WORK REQUIRED — Search the data for the word "registry" and copy every line that contains it.

Entries taken from a collection:
• • • • • • •
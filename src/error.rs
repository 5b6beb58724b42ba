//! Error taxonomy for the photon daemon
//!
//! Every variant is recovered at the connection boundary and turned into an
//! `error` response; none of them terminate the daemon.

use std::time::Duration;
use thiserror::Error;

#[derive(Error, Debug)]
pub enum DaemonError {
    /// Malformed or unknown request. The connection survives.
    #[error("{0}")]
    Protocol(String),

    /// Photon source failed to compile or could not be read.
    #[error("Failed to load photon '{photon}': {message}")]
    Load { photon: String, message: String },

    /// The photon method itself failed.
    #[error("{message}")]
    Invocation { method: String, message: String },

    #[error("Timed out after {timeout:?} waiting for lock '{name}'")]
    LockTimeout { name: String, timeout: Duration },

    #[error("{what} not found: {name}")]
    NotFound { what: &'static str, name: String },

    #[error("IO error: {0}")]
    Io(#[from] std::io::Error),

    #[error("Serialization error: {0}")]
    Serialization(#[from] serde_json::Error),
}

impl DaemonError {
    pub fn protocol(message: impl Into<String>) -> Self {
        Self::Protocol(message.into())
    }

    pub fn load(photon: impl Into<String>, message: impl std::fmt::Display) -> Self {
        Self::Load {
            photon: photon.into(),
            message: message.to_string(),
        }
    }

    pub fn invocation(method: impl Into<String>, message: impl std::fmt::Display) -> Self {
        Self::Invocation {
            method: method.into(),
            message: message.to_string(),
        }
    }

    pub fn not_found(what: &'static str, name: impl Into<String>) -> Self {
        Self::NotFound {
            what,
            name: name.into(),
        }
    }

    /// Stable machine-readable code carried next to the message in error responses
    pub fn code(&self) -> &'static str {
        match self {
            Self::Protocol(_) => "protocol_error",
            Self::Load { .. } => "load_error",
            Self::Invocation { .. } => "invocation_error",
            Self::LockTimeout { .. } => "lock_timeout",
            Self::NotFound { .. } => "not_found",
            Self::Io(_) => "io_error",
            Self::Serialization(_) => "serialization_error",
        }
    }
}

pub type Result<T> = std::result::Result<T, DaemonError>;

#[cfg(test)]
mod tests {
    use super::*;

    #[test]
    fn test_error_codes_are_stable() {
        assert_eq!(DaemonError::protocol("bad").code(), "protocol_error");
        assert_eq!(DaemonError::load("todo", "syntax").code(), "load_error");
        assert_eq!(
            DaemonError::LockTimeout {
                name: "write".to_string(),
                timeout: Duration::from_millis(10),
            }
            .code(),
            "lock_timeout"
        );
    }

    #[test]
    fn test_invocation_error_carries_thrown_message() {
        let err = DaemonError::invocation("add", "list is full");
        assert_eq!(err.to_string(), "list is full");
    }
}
• • • • • • •
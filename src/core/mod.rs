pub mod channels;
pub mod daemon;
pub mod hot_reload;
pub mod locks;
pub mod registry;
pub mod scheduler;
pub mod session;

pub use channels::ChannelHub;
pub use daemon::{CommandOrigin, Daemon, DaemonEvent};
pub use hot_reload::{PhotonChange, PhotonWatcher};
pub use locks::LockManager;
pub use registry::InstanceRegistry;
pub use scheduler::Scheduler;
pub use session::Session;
• • • • • • •
ANSWER SECTION —
pub mod registry;
pub use registry::InstanceRegistry;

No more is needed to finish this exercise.